It turns out that two of Arizona's three departing Representatives are near the top of the list. Former Reps. Ann Kirkpatrick (D-CD1) and Harry Mitchell (D-CD5) both listed more than $100,000 in payroll expenses in the last two days of their terms. ($105,294 and $120,790, respectively)
Digging a bit deeper, I quickly discovered that it is not as clear a picture as it first appeared. Each Representative gets a fixed amount to spend on their office expenses (including salaries), and none of them receive exactly the same amount (at least in Arizona). The amount of the "Member's Representational Allowance" ("MRA") varies based upon the distance of the district to D.C., the size of the district, the cost of living there, etc.; the national range for a Representative's budget is currently between $1.3 and $1.9; Arizona's is between $1,445,393 (Pastor) and $1,565,655 (Franks). There is no standard procedure for all House members to follow in how to hire staff, how to structure their compensation packages (vacation, sick time, etc.). Monies are authorized based upon the legislative year (Jan. 3 - Jan. 2, which explains why the expenses are shown through Jan. 2) while they are funded in separate budgets based upon the fiscal year (Oct. 1 - Sept. 30); this makes it even harder to wade through the disbursement reports to figure out whether a Representative spent all of the funds at his or her disposal.
Put another way, Reps. Mitchell and Kirkpatrick could have structured their offices and compensation packages to pay employees at the back end while other Representatives (John Shadegg was the third Arizona Congressperson to leave office at the beginning of this year, and he only had one significant expenditure for January 2 - a $4,000 payment to one district aide) may have compensated employees more upfront, or paid out untaken vacations earlier in the year.
The real key is how much of their annual office budgets the Representatives return at the end of the year. Or, even more accurately, how much they have returned at the end of their service in Congress. Because, Representatives do not actually return unused monies to the United States Treasury at the end of the fiscal (or legislative) year(s), they have two subsequent years in which those monies can be used. (Although, apparently, unused Kirkpatrick monies - if any - do not become available to Paul Gosar, her successor.)
The House does not make it easy to find out which Congresspersons have returned parts of their office budgets to the Treasury.
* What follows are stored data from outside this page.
#[cfg(test)]
mod tests {
    use super::*;
    use crate::index::{IndexBuilder, IndexOptions};
    use proptest::prelude::*;

    const IPHONE: &str = "Mozilla/5.0 (iPhone; CPU iPhone OS 17_0 like Mac OS X) AppleWebKit/605.1.15 (KHTML, like Gecko) Version/17.0 Mobile/15E148 Safari/604.1";
    const ANDROID: &str = "Mozilla/5.0 (Linux; Android 10; K) AppleWebKit/537.36 (KHTML, like Gecko) Chrome/120.0.0.0 Mobile Safari/537.36";
    const WINDOWS: &str = "Mozilla/5.0 (Windows NT 10.0; Win64; x64) AppleWebKit/537.36 (KHTML, like Gecko) Chrome/120.0.0.0 Safari/537.36";
    const GOOGLEBOT: &str = "Mozilla/5.0 (compatible; Googlebot/2.1; +http://www.google.com/bot.html)";

    fn index() -> SignatureIndex {
        let mut builder = IndexBuilder::new(IndexOptions::default(), 4);
        for pattern in [IPHONE, ANDROID, WINDOWS, GOOGLEBOT] {
            builder.push_signature(pattern).unwrap();
        }
        builder.build().unwrap()
    }

    #[test]
    fn test_exact_match() {
        let index = index();
        let outcome = Matcher::default().match_user_agent(&index, ANDROID);
        assert_eq!(outcome.signature, Some(1));
        assert_eq!(outcome.method, Method::Exact);
        assert_eq!(outcome.difference, 0);
        assert_eq!(outcome.tokens_evaluated, 16);
    }

    #[test]
    fn test_version_change_is_numeric() {
        let index = index();
        let ua = ANDROID.replace("Chrome/120.0.0.0", "Chrome/119.0.6045.163");
        let outcome = Matcher::default().match_user_agent(&index, &ua);
        assert_eq!(outcome.signature, Some(1));
        assert_eq!(outcome.method, Method::Numeric);
        assert_eq!(outcome.difference, VERSION_SUBSTITUTION_COST);
    }

    #[test]
    fn test_extra_token_is_closest() {
        let index = index();
        let ua = ANDROID.replace("K)", "K; wv)");
        let outcome = Matcher::default().match_user_agent(&index, &ua);
        assert_eq!(outcome.signature, Some(1));
        assert_eq!(outcome.method, Method::Closest);
        assert_eq!(outcome.difference, INDEL_COST);
        assert!(outcome.signatures_compared >= 1);
    }

    #[test]
    fn test_glued_tokens_use_nearest() {
        let index = index();
        let ua = "Mozilla-5.0-compatible-Googlebot-2.1-+http:-www.google.com-bot.html";
        let outcome = Matcher::default().match_user_agent(&index, ua);
        assert_eq!(outcome.signature, Some(3));
        assert_eq!(outcome.method, Method::Nearest);
        assert_eq!(outcome.difference, 0);
    }

    #[test]
    fn test_nearest_disabled_falls_through() {
        let index = index();
        let matcher = Matcher::new(MatcherSettings {
            nearest_enabled: false,
            ..MatcherSettings::default()
        });
        let ua = "Mozilla-5.0-compatible-Googlebot-2.1-+http:-www.google.com-bot.html";
        assert_eq!(matcher.match_user_agent(&index, ua).method, Method::NoMatch);
    }

    #[test]
    fn test_unknown_and_empty_inputs() {
        let index = index();
        let matcher = Matcher::default();
        let outcome = matcher.match_user_agent(&index, "qqqq zzzz");
        assert_eq!(outcome.method, Method::NoMatch);
        assert_eq!(outcome.signature, None);

        let empty = matcher.match_user_agent(&index, "");
        assert_eq!(empty, MatchOutcome::no_match(0, 0));
        assert_eq!(matcher.match_user_agent(&index, " ;;() ").tokens_evaluated, 0);
    }

    #[test]
    fn test_zero_threshold_rejects_version_change() {
        let index = index();
        let matcher = Matcher::new(MatcherSettings {
            max_difference: 0.0,
            nearest_enabled: false,
            ..MatcherSettings::default()
        });
        let ua = ANDROID.replace("Chrome/120.0.0.0", "Chrome/119.0.6045.163");
        assert_eq!(matcher.match_user_agent(&index, &ua).method, Method::NoMatch);
        assert_eq!(matcher.match_user_agent(&index, ANDROID).method, Method::Exact);
    }

    #[test]
    fn test_token_cap_bounds_work() {
        let index = index();
        let matcher = Matcher::new(MatcherSettings {
            max_tokens: 8,
            ..MatcherSettings::default()
        });
        let long = format!("{ANDROID} {}", "junk ".repeat(10_000));
        let outcome = matcher.match_user_agent(&index, &long);
        assert!(outcome.tokens_evaluated <= 8);
    }

    #[test]
    fn test_edit_distance_costs() {
        let index = index();
        let bump = Bump::new();
        let mut prev = BumpVec::new_in(&bump);
        let mut cur = BumpVec::new_in(&bump);
        let target = index.signature_tokens(3);
        let query: Vec<_> = tokenize(GOOGLEBOT)
            .map(|text| QueryToken {
                id: index.lookup(text),
                text,
            })
            .collect();
        assert_eq!(edit_distance(&index, &query, target, &mut prev, &mut cur), 0);
        assert_eq!(
            edit_distance(&index, &query[1..], target, &mut prev, &mut cur),
            INDEL_COST
        );
        assert_eq!(
            edit_distance(&index, &[], target, &mut prev, &mut cur),
            target.len() as u32 * INDEL_COST
        );
    }

    proptest! {
        #[test]
        fn any_input_is_matched_deterministically(input in "\\PC{0,600}") {
            let index = index();
            let matcher = Matcher::default();
            let first = matcher.match_user_agent(&index, &input);
            let second = matcher.match_user_agent(&index, &input);
            prop_assert_eq!(first, second);
            prop_assert_eq!(first.signature.is_none(), first.method == Method::NoMatch);
        }
    }
}
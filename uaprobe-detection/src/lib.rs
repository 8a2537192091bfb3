//! # uaprobe Detection
//!
//! Signature index and matcher. The index is built once by the data file
//! loader and is read-only afterwards; the matcher resolves a User-Agent to
//! the closest signature using only shared references to it.

pub mod index;
pub mod matcher;

pub use index::{IndexBuilder, IndexError, IndexOptions, SignatureId, SignatureIndex, TokenId};
pub use matcher::{MatchOutcome, Matcher, MatcherSettings, Method};
//! Error types for configuration loading and validation

use std::fmt::Write;
use std::path::PathBuf;

use thiserror::Error;
use validator::{ValidationErrors, ValidationErrorsKind};

/// Unified configuration error type.
#[derive(Debug, Error)]
pub enum ConfigError {
    /// File not found error.
    #[error("Configuration file not found: {0}")]
    FileNotFound(PathBuf),

    /// Configuration validation error.
    #[error("Invalid configuration:\n{}", format_validation_errors(.0))]
    Validation(#[source] ValidationErrors),

    /// Figment parsing error.
    #[error("Configuration parsing error: {0}")]
    Parsing(#[from] figment::Error),

    /// I/O error.
    #[error("Configuration I/O error: {0}")]
    Io(#[from] std::io::Error),
}

fn format_validation_errors(errors: &ValidationErrors) -> String {
    let mut output = String::new();
    write_errors(&mut output, "", errors);
    output
}

/// Flattens nested section errors into `section.field` paths.
fn write_errors(output: &mut String, prefix: &str, errors: &ValidationErrors) {
    for (field, kind) in errors.errors() {
        let path = if prefix.is_empty() {
            field.to_string()
        } else {
            format!("{prefix}.{field}")
        };
        match kind {
            ValidationErrorsKind::Field(errors) => {
                let _ = writeln!(output, "Field '{}':", path);
                for error in errors {
                    let message = match &error.message {
                        Some(msg) => msg.to_string(),
                        None => error.code.to_string(),
                    };
                    let _ = writeln!(output, "  - {}", message);
                }
            }
            ValidationErrorsKind::Struct(nested) => write_errors(output, &path, nested),
            ValidationErrorsKind::List(items) => {
                for (i, nested) in items {
                    write_errors(output, &format!("{path}[{i}]"), nested);
                }
            }
        }
    }
}

impl From<ValidationErrors> for ConfigError {
    fn from(errors: ValidationErrors) -> Self {
        ConfigError::Validation(errors)
    }
}
fn read_strings(sections: &mut Sections<'_>) -> Result<StringTable, DataFileError> {
    let count = sections.count(8, "string table")?;
    let mut spans = Vec::with_capacity(count);
    for _ in 0..count {
        let offset = sections.u32("string offset")?;
        let len = sections.u32("string length")?;
        spans.push((offset, len));
    }
    let heap_len = sections.u32("string heap length")? as usize;
    let heap = sections.take(heap_len, "string heap")?;
    let heap = std::str::from_utf8(heap)
        .map_err(|e| DataFileError::corrupt(format!("string heap is not UTF-8: {e}")))?;
    StringTable::new(heap.into(), spans)
}

fn read_properties(
    sections: &mut Sections<'_>,
    strings: &StringTable,
    interner: &mut Interner,
) -> Result<Vec<Property>, DataFileError> {
    let count = sections.count(9, "properties")?;
    let mut properties = Vec::with_capacity(count);
    for i in 0..count {
        let name_id = sections.u32("property name")?;
        let tag = sections.u8("property type")?;
        let description_id = sections.u32("property description")?;

        let name = strings.resolve(name_id, "property name")?;
        if name.is_empty() {
            return Err(DataFileError::corrupt(format!("property {i} has no name")));
        }
        let description = match description_id {
            NO_STRING => None,
            id => Some(interner.get(id, strings.resolve(id, "property description")?)),
        };
        properties.push(Property {
            name: interner.get(name_id, name),
            property_type: PropertyType::try_from(tag)?,
            description,
        });
    }
    Ok(properties)
}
Both Kirkpatrick (through campaign spokesman)and Mitchell have purportedly returned monies to the Treasury from their budgets. Mitchell's former Chief of Staff, Alexis Tameron, told Arizona's Politics on Friday that...
"..while funds were used in part to payout unused vacation, sick and other accrued compensatory benefits accrued by staff, all MRA expenditures including those referenced by Legistorm are a matter of public record and can be verified by the Clerk of the House. This includes the hundreds of thousands dollars in unspent funds allotted to Rep. Mitchell's office that had been returned to the Treasury each year over the course of his time in Congress." (italics added)Arizona's Politics is attempting to obtain from the House of Representative the data that would confirm or refute those claims (as well as comparative data for other Representatives' offices).
But, there is very clear data that the Legistorm (and the Arizona Republic article that was published on Saturday while this report was being prepared) headlines and numbers might be misleading - despite the disclaimers - is by looking at additional payroll numbers for the three Arizona Representatives who left office on January 2. Shadegg's 2010 (calendar year) payroll expenses totaled $1,120,707, far more than either Kirkpatrick ($886,856) or Mitchell ($979,058) for the same period. INCLUDING the first two days of 2011, Shadegg had spent $528,066 more than Kirkpatrick on payroll during their entire two-year term, and a quarter of a million dollars more than Mitchell.
This reminds me of an article I wrote two months ago. Rep. Ben Quayle (R-CD3) was written up on another non-partisan website as having the worst attendance record in the House for the firsts couple of months of this term. While the numbers showed that he had missed an alarming 22% of the House's votes, it turned out that Quayle had missed a Friday-Saturday debate on current year federal spending, and there were lots of votes on amendments to skew the percentage. We labeled that an "unfairly unfavorable light". Without more complete information about how much each Representative's office spends of its budget, it is premature to judge about "splurging".
When we are able to present the amounts that were RETURNED by each Representative to the United States Treasury, we will.